Afterburn c-7
Page 21
Abdulhalik was leaping forward toward the front of the stage, fumbling inside his jacket for his own weapon. Other security men were also reaching for their guns, but slowly… too slowly. Except for Whitehead, who sat stunned and unmoving, Tombstone was closest to Boychenko. He leaped forward with the suddenness of an F-14 catapulted from the bow of a carrier, his chair flying off the back of the stage; he hit Boychenko low and from behind, driving the man forward into the podium and the forest of microphones, then toppling man and podium together in a splintering crash.
Gunfire cracked, a thundering, stuttering fusillade as the trench-coated assassins opened up with their weapons on full auto. Tombstone heard the bullets snapping through the air overhead or thumping loudly into the heavy podium. Microphones clashed together, and the sound system gave a shrill squeal of feedback that mingled with the steady crack-crack-crack of automatic weapons. Shrieks from the audience rose to a shrill, terror-stricken cacophony mingled with cries of pain.
Everything was chaos, raw and uncontrolled. He was lying on top of Boychenko, one arm thrown protectively over the Russian’s back. Rolling to the side, he looked up, past the toppled podium and off the stage. One gunman was going down under the combined gunfire from Abdulhalik and another security man. The man with the pistol was out of sight at the moment, but Tombstone could see the other assault-rifle-armed assassin clearly as he ran up to the edge of the stage, firing wildly as he ran.

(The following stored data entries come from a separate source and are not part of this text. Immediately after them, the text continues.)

//! Wire messages and client connection to the game server.
//!
//! Messages are JSON documents, one per line. A client sends a [`MatchRequest`] and
//! reads back exactly one [`MatchReply`].

use std::net::SocketAddr;

use anyhow::{bail, Context};
use async_trait::async_trait;
use serde::{de::DeserializeOwned, Deserialize, Serialize};
use tokio::{
    io::{AsyncBufReadExt, AsyncWriteExt, BufReader},
    net::TcpStream,
    sync::Mutex,
};
use tracing::{debug, instrument};

use crate::{game::GameRecord, port_guard::PortSet, simulator::SeatProfile};

/// Ask the server to host one match.
#[derive(Debug, Clone, PartialEq, Eq, Serialize, Deserialize)]
pub struct MatchRequest {
    /// One profile per seat, in power order.
    pub seats: Vec<SeatProfile>,
    pub rules: Vec<String>,
}

/// Answer to a [`MatchRequest`].
#[derive(Debug, Clone, PartialEq, Eq, Serialize, Deserialize)]
#[serde(rename_all = "snake_case")]
pub enum MatchReply {
    Game(GameRecord),
    Error(String),
}

/// A live client connection to the game server.
#[derive(Debug)]
pub struct Connection {
    peer: SocketAddr,
    local_port: u16,
    stream: Mutex<BufReader<TcpStream>>,
}

impl Connection {
    /// Connect to `addr` and record the local port of the connection.
    #[instrument(skip(ports))]
    pub async fn connect(addr: SocketAddr, ports: &PortSet) -> anyhow::Result<Connection> {
        let stream = TcpStream::connect(addr)
            .await
            .with_context(|| format!("could not connect to game server at {addr}"))?;
        let local_port = stream.local_addr().context("no local address")?.port();
        ports.insert(local_port);
        debug!(local_port, "connected to game server");
        Ok(Connection {
            peer: addr,
            local_port,
            stream: Mutex::new(BufReader::new(stream)),
        })
    }

    pub fn peer(&self) -> SocketAddr {
        self.peer
    }

    pub fn local_port(&self) -> u16 {
        self.local_port
    }

    /// Send one message and wait for the single-line answer.
    pub async fn request<Q, R>(&self, message: &Q) -> anyhow::Result<R>
    where
        Q: Serialize,
        R: DeserializeOwned,
    {
        let mut stream = self.stream.lock().await;
        write_line(stream.get_mut(), message).await?;
        read_line(&mut *stream)
            .await?
            .context("connection closed by server")
    }
}

/// Serialize `message` as one JSON line.
pub(crate) async fn write_line<W, T>(writer: &mut W, message: &T) -> anyhow::Result<()>
where
    W: AsyncWriteExt + Unpin,
    T: Serialize,
{
    let mut line = serde_json::to_vec(message).context("could not serialize message")?;
    line.push(b'\n');
    writer
        .write_all(&line)
        .await
        .context("I/O error while sending message")?;
    writer.flush().await.context("I/O error while flushing")
}

/// Read one JSON line. `None` when the peer closed the stream.
pub(crate) async fn read_line<R, T>(reader: &mut R) -> anyhow::Result<Option<T>>
where
    R: AsyncBufReadExt + Unpin,
    T: DeserializeOwned,
{
    let mut line = String::new();
    let n = reader
        .read_line(&mut line)
        .await
        .context("error while reading stream")?;
    if n == 0 {
        return Ok(None);
    }
    let line = line.trim_end();
    if line.is_empty() {
        bail!("empty message");
    }
    serde_json::from_str(line)
        .map(Some)
        .with_context(|| format!("invalid message: {line}"))
}

/// Hands out the live connection used by the protocol generator.
#[async_trait]
pub trait ConnectionProvider: Send + Sync {
    async fn acquire(&self, ports: &PortSet) -> anyhow::Result<Connection>;
}

/// Connects to a fixed server address.
#[derive(Debug, Clone, Copy)]
pub struct TcpConnector {
    addr: SocketAddr,
}

impl TcpConnector {
    pub fn new(addr: SocketAddr) -> Self {
        TcpConnector { addr }
    }
}

#[async_trait]
impl ConnectionProvider for TcpConnector {
    async fn acquire(&self, ports: &PortSet) -> anyhow::Result<Connection> {
        Connection::connect(self.addr, ports).await
    }
}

Abdulhalik staggered, dropped his weapon, and collapsed onto his back, legs sprawling. Captain Whitehead flailed his arms and fell off the back of the stage, his face a mask of blood. Tarrant was down, too… and Sandoval. The assassins had sprayed the entire front row of VIPS, killing or wounding eight or ten of them in one long burst.

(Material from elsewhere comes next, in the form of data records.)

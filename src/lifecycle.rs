//! Process-level orchestration of a live benchmark.
//!
//! [`Lifecycle::run`] owns a single-threaded tokio runtime. It binds the embedded game
//! server, schedules the [`BenchmarkRun`] after a warm-up delay and serves until the run
//! asks the [`SchedulerHandle`] to stop or an interrupt arrives. Whatever the outcome,
//! including a runtime or server that never started, every port recorded during the run
//! is then handed to the [`PortGuard`].

use std::{future::Future, pin::Pin, sync::Arc};

use anyhow::{anyhow, Context};
use tokio::{sync::watch, task::LocalSet};
use tracing::{info, instrument, warn};

use crate::{
    agent_provider::AgentRegistry,
    configuration::Configuration,
    error::{BenchError, Result},
    game_server::GameServer,
    generator::GameGenerator,
    port_guard::{PortCloser, PortGuard, PortSet, SystemPorts},
    protocol::TcpConnector,
    run_config::RunConfig,
    runner::{BenchmarkRun, RunState, Termination},
    simulator::Simulator,
    stats::CollectorTable,
    strategy::StrategySelector,
};

/// Lets the run loop ask the lifecycle to stop scheduling.
#[derive(Debug, Clone)]
pub struct SchedulerHandle {
    stop: Arc<watch::Sender<bool>>,
}

impl SchedulerHandle {
    pub fn new() -> Self {
        let (stop, _) = watch::channel(false);
        SchedulerHandle {
            stop: Arc::new(stop),
        }
    }

    /// Request the stop. Later calls have no effect.
    pub fn stop(&self) {
        self.stop.send_replace(true);
    }

    pub fn is_stopped(&self) -> bool {
        *self.stop.borrow()
    }

    /// Resolves once [`SchedulerHandle::stop`] was called, immediately if it already was.
    pub async fn stopped(&self) {
        let mut rx = self.stop.subscribe();
        while !*rx.borrow_and_update() {
            if rx.changed().await.is_err() {
                return;
            }
        }
    }
}

impl Default for SchedulerHandle {
    fn default() -> Self {
        Self::new()
    }
}

/// Future resolving when the run must be interrupted. Created inside the runtime.
pub type ShutdownSignal = Box<dyn FnOnce() -> Pin<Box<dyn Future<Output = ()>>>>;

fn ctrl_c() -> Pin<Box<dyn Future<Output = ()>>> {
    Box::pin(async {
        if let Err(e) = tokio::signal::ctrl_c().await {
            warn!("could not listen for ctrl-c: {e}");
            std::future::pending::<()>().await;
        }
    })
}

/// Runs one live benchmark and releases its resources.
pub struct Lifecycle {
    configuration: Configuration,
    registry: AgentRegistry,
    closer: Arc<dyn PortCloser + Send + Sync>,
    shutdown: ShutdownSignal,
    collectors: CollectorTable,
    local_generator: Option<Arc<dyn GameGenerator>>,
}

impl Lifecycle {
    /// Lifecycle interrupted by ctrl-c, closing leftover ports on the local machine.
    pub fn new(configuration: Configuration, registry: AgentRegistry) -> Self {
        Lifecycle {
            configuration,
            registry,
            closer: Arc::new(SystemPorts),
            shutdown: Box::new(ctrl_c),
            collectors: CollectorTable::builtin(),
            local_generator: None,
        }
    }

    /// Replace how leftover ports are detected and closed.
    pub fn with_closer(mut self, closer: impl PortCloser + Send + Sync + 'static) -> Self {
        self.closer = Arc::new(closer);
        self
    }

    /// Replace the interrupt signal. `signal` is called once, inside the runtime.
    pub fn with_shutdown_signal<F, Fut>(mut self, signal: F) -> Self
    where
        F: FnOnce() -> Fut + 'static,
        Fut: Future<Output = ()> + 'static,
    {
        self.shutdown = Box::new(move || Box::pin(signal()));
        self
    }

    /// Collectors used to build the stats callback.
    pub fn with_collectors(mut self, collectors: CollectorTable) -> Self {
        self.collectors = collectors;
        self
    }

    /// Generator used instead of the simulator for local runs.
    pub fn with_local_generator(mut self, generator: Arc<dyn GameGenerator>) -> Self {
        self.local_generator = Some(generator);
        self
    }

    /// Run the benchmark described by `config` to its end, then release every recorded port.
    ///
    /// Failures of the run itself are reported by the returned [`RunState`]; an `Err` means
    /// the runtime or the embedded server could not run.
    pub fn run(self, config: RunConfig) -> Result<RunState> {
        let ports = self.registry.ports().clone();
        let guard = PortGuard::with_closer(ports.clone(), self.closer.clone());

        let result = self.run_scheduled(config, ports);

        let released = guard.release();
        if !released.is_empty() {
            info!(?released, "leftover ports force-closed");
        }
        result
    }

    fn run_scheduled(self, config: RunConfig, ports: PortSet) -> Result<RunState> {
        let runtime = tokio::runtime::Builder::new_current_thread()
            .enable_all()
            .build()
            .context("could not build the runtime")
            .map_err(BenchError::Runtime)?;
        let local = LocalSet::new();
        let state = local.block_on(&runtime, self.serve(config, ports));
        drop(local);
        runtime.shutdown_background();
        state
    }

    #[instrument(skip_all)]
    async fn serve(self, config: RunConfig, ports: PortSet) -> Result<RunState> {
        let Lifecycle {
            configuration,
            registry,
            shutdown,
            collectors,
            local_generator,
            ..
        } = self;

        let simulator = Arc::new(Simulator::new(configuration.max_years, configuration.seed));
        let server = GameServer::bind(configuration.server_port, simulator.clone(), &ports)
            .await
            .map_err(BenchError::Runtime)?;
        let addr = server.local_addr().map_err(BenchError::Runtime)?;

        let selector = StrategySelector::new(simulator, Arc::new(TcpConnector::new(addr)), ports)
            .with_collectors(collectors)
            .with_local_generator(local_generator);
        let run = BenchmarkRun::new(registry, Arc::new(selector), config, configuration.verbose);

        let scheduler = SchedulerHandle::new();
        let warmup = configuration.warmup;
        let task = tokio::task::spawn_local({
            let scheduler = scheduler.clone();
            async move {
                tokio::time::sleep(warmup).await;
                run.execute(&scheduler).await
            }
        });

        let interrupt = shutdown();
        let state = tokio::select! {
            biased;
            _ = scheduler.stopped() => task
                .await
                .map_err(|e| BenchError::Runtime(anyhow!("run loop aborted: {e}"))),
            _ = interrupt => {
                info!("interrupted, abandoning the run");
                task.abort();
                Ok(RunState::Terminated(Termination::Interrupted))
            }
            served = server.serve() => {
                task.abort();
                Err(BenchError::Runtime(
                    served.err().unwrap_or_else(|| anyhow!("game server stopped")),
                ))
            }
        };
        scheduler.stop();
        state
    }
}

#[cfg(test)]
mod tests {
    use std::time::Duration;

    use super::*;

    #[tokio::test]
    async fn stop_before_wait_resolves_immediately() {
        let scheduler = SchedulerHandle::new();
        assert!(!scheduler.is_stopped());
        scheduler.stop();
        scheduler.stop();
        scheduler.stopped().await;
        assert!(scheduler.is_stopped());
    }

    #[tokio::test]
    async fn clones_share_the_stop() {
        let scheduler = SchedulerHandle::new();
        let waiter = tokio::spawn({
            let scheduler = scheduler.clone();
            async move { scheduler.stopped().await }
        });
        tokio::time::sleep(Duration::from_millis(10)).await;
        assert!(!waiter.is_finished());
        scheduler.stop();
        waiter.await.unwrap();
    }
}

There was the man with the pistol, collapsing under a hail of automatic fire as he exchanged shots with the security guards. But the running man was closer, much closer now, so close now Tombstone could see his bushy mustache, see the wild light in his Oriental-looking eyes. Reaching the stage, he leaned over the railing, aiming directly at Tombstone and Boychenko from a range of less than five feet.
He pulled the trigger and nothing happened.
Tombstone was up and on his feet in the same instant, scooping up an overturned metal chair, pivoting, and hurling it as hard as he could. The gray chair struck the gunman and momentarily tangled with his weapon, knocking him back a step and confusing him. Tombstone was in the air right behind the chair, lunging for the man’s throat even as he tossed the chair aside and tried to bring his AKMS to bear once more. He hit the man high, hands lancing toward the throat, his arms held stiff before him; the impact of his legs splintered the frail structure of the railing as he crashed through and knocked the assassin down. The gunman continued fumbling with his weapon, dragging a loaded magazine out from inside one of the capacious pockets of his trench coat. Tombstone battled him for that heavy black magazine, wresting it away from him, picking it up like a flat rock and bringing it down on the side of the man’s head with tremendous force. The gunman raised his arm, trying to block the attack. Tombstone struck him again, and the man’s head lolled to the side.
Tombstone looked up, blinking. People were still screaming, shrieking, and running in all directions as security troops converged on the stage. Half a dozen civilians were down on the grass, faces and clothing smeared with bright scarlet blood. Pamela!..
There she was, apparently all right, kneeling on the grass a few yards away next to the body of her cameraman. She looked up and locked gazes with him, but there was no recognition in her eyes, none at all. She looked like she was in shock.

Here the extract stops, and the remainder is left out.